_Task_
Pick every line from the data that holds the word "errors".

[Dataset entries]
____

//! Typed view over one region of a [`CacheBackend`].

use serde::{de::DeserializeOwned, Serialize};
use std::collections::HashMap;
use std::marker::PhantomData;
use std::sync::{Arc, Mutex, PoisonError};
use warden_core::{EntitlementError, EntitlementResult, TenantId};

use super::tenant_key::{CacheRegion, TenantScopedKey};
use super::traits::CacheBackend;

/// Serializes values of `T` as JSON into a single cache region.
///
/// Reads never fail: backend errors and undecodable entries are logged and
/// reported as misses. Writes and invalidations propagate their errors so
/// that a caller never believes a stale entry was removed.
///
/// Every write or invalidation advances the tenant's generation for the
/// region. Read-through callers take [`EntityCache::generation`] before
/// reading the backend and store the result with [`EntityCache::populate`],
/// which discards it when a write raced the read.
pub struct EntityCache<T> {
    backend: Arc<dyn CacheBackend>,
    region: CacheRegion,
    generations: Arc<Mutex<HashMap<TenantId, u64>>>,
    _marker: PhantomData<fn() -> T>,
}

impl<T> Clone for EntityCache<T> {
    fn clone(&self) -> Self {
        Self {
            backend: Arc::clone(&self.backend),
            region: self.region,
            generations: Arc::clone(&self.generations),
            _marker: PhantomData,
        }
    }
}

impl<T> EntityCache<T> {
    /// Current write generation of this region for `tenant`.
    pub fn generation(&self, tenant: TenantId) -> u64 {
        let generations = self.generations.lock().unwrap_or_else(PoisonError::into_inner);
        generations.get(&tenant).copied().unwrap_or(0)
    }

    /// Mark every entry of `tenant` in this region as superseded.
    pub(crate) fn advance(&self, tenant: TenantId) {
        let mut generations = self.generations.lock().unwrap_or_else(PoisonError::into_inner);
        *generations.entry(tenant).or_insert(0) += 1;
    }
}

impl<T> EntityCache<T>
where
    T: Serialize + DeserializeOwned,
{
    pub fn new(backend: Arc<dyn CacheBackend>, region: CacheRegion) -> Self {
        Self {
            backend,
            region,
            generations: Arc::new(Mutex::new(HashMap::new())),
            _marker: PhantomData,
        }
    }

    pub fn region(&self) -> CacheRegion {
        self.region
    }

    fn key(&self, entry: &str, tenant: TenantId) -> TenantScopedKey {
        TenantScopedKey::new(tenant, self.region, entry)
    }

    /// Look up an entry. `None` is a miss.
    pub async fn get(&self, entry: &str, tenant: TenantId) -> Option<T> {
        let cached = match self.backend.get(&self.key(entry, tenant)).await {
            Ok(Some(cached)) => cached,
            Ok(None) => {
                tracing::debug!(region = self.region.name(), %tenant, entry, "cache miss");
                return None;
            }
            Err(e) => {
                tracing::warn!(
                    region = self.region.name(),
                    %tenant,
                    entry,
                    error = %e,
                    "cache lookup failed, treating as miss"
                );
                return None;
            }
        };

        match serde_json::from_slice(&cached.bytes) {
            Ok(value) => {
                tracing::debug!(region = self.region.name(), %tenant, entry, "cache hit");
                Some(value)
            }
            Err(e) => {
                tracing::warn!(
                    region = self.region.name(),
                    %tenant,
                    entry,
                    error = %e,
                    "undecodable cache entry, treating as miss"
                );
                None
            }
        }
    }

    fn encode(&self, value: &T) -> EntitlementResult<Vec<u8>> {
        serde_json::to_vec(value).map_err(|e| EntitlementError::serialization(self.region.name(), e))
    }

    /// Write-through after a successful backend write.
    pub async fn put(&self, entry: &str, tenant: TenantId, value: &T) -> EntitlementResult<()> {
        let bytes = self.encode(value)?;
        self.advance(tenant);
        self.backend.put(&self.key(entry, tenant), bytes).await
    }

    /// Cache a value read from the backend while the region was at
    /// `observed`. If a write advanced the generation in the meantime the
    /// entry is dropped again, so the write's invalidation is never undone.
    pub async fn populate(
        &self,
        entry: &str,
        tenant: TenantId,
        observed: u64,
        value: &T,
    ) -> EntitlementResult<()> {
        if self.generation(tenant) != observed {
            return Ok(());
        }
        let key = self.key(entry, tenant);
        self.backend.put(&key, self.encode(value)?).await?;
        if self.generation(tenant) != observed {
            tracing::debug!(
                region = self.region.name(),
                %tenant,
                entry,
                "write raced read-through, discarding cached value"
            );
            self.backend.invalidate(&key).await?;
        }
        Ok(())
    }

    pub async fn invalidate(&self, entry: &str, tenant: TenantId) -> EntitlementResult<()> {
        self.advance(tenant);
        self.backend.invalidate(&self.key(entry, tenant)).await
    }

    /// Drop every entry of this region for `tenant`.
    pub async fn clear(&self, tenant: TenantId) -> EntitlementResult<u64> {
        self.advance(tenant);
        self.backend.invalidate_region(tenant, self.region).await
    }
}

____

_Task response_
/// Reads never fail: backend errors and undecodable entries are logged and
/// reported as misses. Writes and invalidations propagate their errors so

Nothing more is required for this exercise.